# ACTIVITY
Every record needs to be set down again without a single difference.

Records from a data source

━━━━

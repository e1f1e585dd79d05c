//! Stamps the git revision into the binary for `--version`.

use std::process::Command;

/// Trimmed stdout of a successful git invocation.
fn git(args: &[&str]) -> Option<String> {
    let out = Command::new("git").args(args).output().ok()?;
    out.status
        .success()
        .then(|| String::from_utf8_lossy(&out.stdout).trim().to_string())
}

fn main() {
    for path in [".git/HEAD", ".git/refs/", ".git/index"] {
        println!("cargo:rerun-if-changed={path}");
    }

    let hash = git(&["rev-parse", "--short", "HEAD"]).unwrap_or_default();
    let dirty = git(&["status", "--porcelain", "--untracked-files=no"])
        .is_some_and(|status| !status.is_empty());
    // A release build is a clean checkout of a tagged commit
    let release = !dirty && git(&["describe", "--exact-match", "--tags", "HEAD"]).is_some();

    println!("cargo:rustc-env=RESIZE_IMAGE_GIT_HASH={hash}");
    println!("cargo:rustc-env=RESIZE_IMAGE_DIRTY={dirty}");
    println!("cargo:rustc-env=RESIZE_IMAGE_RELEASE={release}");
}
//! CLI output formatting.
//!
//! User-facing results go to stdout through these helpers; diagnostics go to
//! stderr through `tracing`. Formatting is split from printing so every line
//! shape is unit-testable.
//!
//! # Output Format
//!
//! ## Resize
//!
//! ```text
//! 001 dawn.png
//!     200x100 → 100x50 (4.1 KB)
//!     Output: out/dawn-resized.png
//! 002 notes.txt
//!     Skipped: Invalid file type.
//! ```
//!
//! ## Identify
//!
//! ```text
//! 001 dawn.png
//!     image/png 200x100 (4.1 KB)
//! ```

use crate::imaging::Dimensions;
use std::fmt::Display;

/// Outcome of resizing one input file.
#[derive(Debug, Clone)]
pub struct ResizeReport {
    pub source: String,
    pub output: String,
    pub original: Dimensions,
    pub resized: Dimensions,
    pub byte_len: usize,
}

/// What `identify` learned about one input file.
#[derive(Debug, Clone)]
pub struct IdentifyReport {
    pub source: String,
    pub mime: Option<String>,
    pub dimensions: Option<Dimensions>,
    pub byte_len: usize,
}

// ============================================================================
// Helpers
// ============================================================================

/// Format a 1-based positional index as 3-digit zero-padded.
fn format_index(pos: usize) -> String {
    format!("{:0>3}", pos)
}

/// Return indentation string: 4 spaces per depth level.
fn indent(depth: usize) -> String {
    "    ".repeat(depth)
}

fn format_dims(d: Dimensions) -> String {
    format!("{}x{}", d.width, d.height)
}

/// Human-readable byte count: `512 B`, `4.1 KB`, `1.5 MB`.
pub fn format_size(bytes: usize) -> String {
    const KB: f64 = 1024.0;
    const MB: f64 = KB * 1024.0;
    let b = bytes as f64;
    if b >= MB {
        format!("{:.1} MB", b / MB)
    } else if b >= KB {
        format!("{:.1} KB", b / KB)
    } else {
        format!("{} B", bytes)
    }
}

// ============================================================================
// Resize output
// ============================================================================

/// Format a successful resize as display lines.
pub fn format_resize_report(index: usize, report: &ResizeReport) -> Vec<String> {
    vec![
        format!("{} {}", format_index(index), report.source),
        format!(
            "{}{} → {} ({})",
            indent(1),
            format_dims(report.original),
            format_dims(report.resized),
            format_size(report.byte_len)
        ),
        format!("{}Output: {}", indent(1), report.output),
    ]
}

/// Format a per-file failure as display lines.
pub fn format_failure(index: usize, source: &str, error: &impl Display) -> Vec<String> {
    vec![
        format!("{} {}", format_index(index), source),
        format!("{}Skipped: {}", indent(1), error),
    ]
}

// ============================================================================
// Identify output
// ============================================================================

pub fn format_identify_report(index: usize, report: &IdentifyReport) -> Vec<String> {
    let detail = match (&report.mime, report.dimensions) {
        (Some(mime), Some(d)) => format!("{} {}", mime, format_dims(d)),
        (Some(mime), None) => format!("{} (undecodable)", mime),
        (None, _) => "unknown type".to_string(),
    };
    vec![
        format!("{} {}", format_index(index), report.source),
        format!("{}{} ({})", indent(1), detail, format_size(report.byte_len)),
    ]
}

━━━━

# OUTPUT FOR THIS EXERCISE
repository e1f1e585dd79d05c
//! Stamps the git revision into the binary for `--version`.

use std::process::Command;

/// Trimmed stdout of a successful git invocation.
fn git(args: &[&str]) -> Option<String> {
    let out = Command::new("git").args(args).output().ok()?;
    out.status
        .success()
        .then(|| String::from_utf8_lossy(&out.stdout).trim().to_string())
}

fn main() {
    for path in [".git/HEAD", ".git/refs/", ".git/index"] {
        println!("cargo:rerun-if-changed={path}");
    }

    let hash = git(&["rev-parse", "--short", "HEAD"]).unwrap_or_default();
    let dirty = git(&["status", "--porcelain", "--untracked-files=no"])
        .is_some_and(|status| !status.is_empty());
    // A release build is a clean checkout of a tagged commit
    let release = !dirty && git(&["describe", "--exact-match", "--tags", "HEAD"]).is_some();

    println!("cargo:rustc-env=RESIZE_IMAGE_GIT_HASH={hash}");
    println!("cargo:rustc-env=RESIZE_IMAGE_DIRTY={dirty}");
    println!("cargo:rustc-env=RESIZE_IMAGE_RELEASE={release}");
}
//! CLI output formatting.
//!
//! User-facing results go to stdout through these helpers; diagnostics go to
//! stderr through `tracing`. Formatting is split from printing so every line
//! shape is unit-testable.
//!
//! # Output Format
//!
//! ## Resize
//!
//! ```text
//! 001 dawn.png
//!     200x100 → 100x50 (4.1 KB)
//!     Output: out/dawn-resized.png
//! 002 notes.txt
//!     Skipped: Invalid file type.
//! ```
//!
//! ## Identify
//!
//! ```text
//! 001 dawn.png
//!     image/png 200x100 (4.1 KB)
//! ```

use crate::imaging::Dimensions;
use std::fmt::Display;

/// Outcome of resizing one input file.
#[derive(Debug, Clone)]
pub struct ResizeReport {
    pub source: String,
    pub output: String,
    pub original: Dimensions,
    pub resized: Dimensions,
    pub byte_len: usize,
}

/// What `identify` learned about one input file.
#[derive(Debug, Clone)]
pub struct IdentifyReport {
    pub source: String,
    pub mime: Option<String>,
    pub dimensions: Option<Dimensions>,
    pub byte_len: usize,
}

// ============================================================================
// Helpers
// ============================================================================

/// Format a 1-based positional index as 3-digit zero-padded.
fn format_index(pos: usize) -> String {
    format!("{:0>3}", pos)
}

/// Return indentation string: 4 spaces per depth level.
fn indent(depth: usize) -> String {
    "    ".repeat(depth)
}

fn format_dims(d: Dimensions) -> String {
    format!("{}x{}", d.width, d.height)
}

/// Human-readable byte count: `512 B`, `4.1 KB`, `1.5 MB`.
pub fn format_size(bytes: usize) -> String {
    const KB: f64 = 1024.0;
    const MB: f64 = KB * 1024.0;
    let b = bytes as f64;
    if b >= MB {
        format!("{:.1} MB", b / MB)
    } else if b >= KB {
        format!("{:.1} KB", b / KB)
    } else {
        format!("{} B", bytes)
    }
}

// ============================================================================
// Resize output
// ============================================================================

/// Format a successful resize as display lines.
pub fn format_resize_report(index: usize, report: &ResizeReport) -> Vec<String> {
    vec![
        format!("{} {}", format_index(index), report.source),
        format!(
            "{}{} → {} ({})",
            indent(1),
            format_dims(report.original),
            format_dims(report.resized),
            format_size(report.byte_len)
        ),
        format!("{}Output: {}", indent(1), report.output),
    ]
}

/// Format a per-file failure as display lines.
pub fn format_failure(index: usize, source: &str, error: &impl Display) -> Vec<String> {
    vec![
        format!("{} {}", format_index(index), source),
        format!("{}Skipped: {}", indent(1), error),
    ]
}

// ============================================================================
// Identify output
// ============================================================================

pub fn format_identify_report(index: usize, report: &IdentifyReport) -> Vec<String> {
    let detail = match (&report.mime, report.dimensions) {
        (Some(mime), Some(d)) => format!("{} {}", mime, format_dims(d)),
        (Some(mime), None) => format!("{} (undecodable)", mime),
        (None, _) => "unknown type".to_string(),
    };
    vec![
        format!("{} {}", format_index(index), report.source),
        format!("{}{} ({})", indent(1), detail, format_size(report.byte_len)),
    ]
}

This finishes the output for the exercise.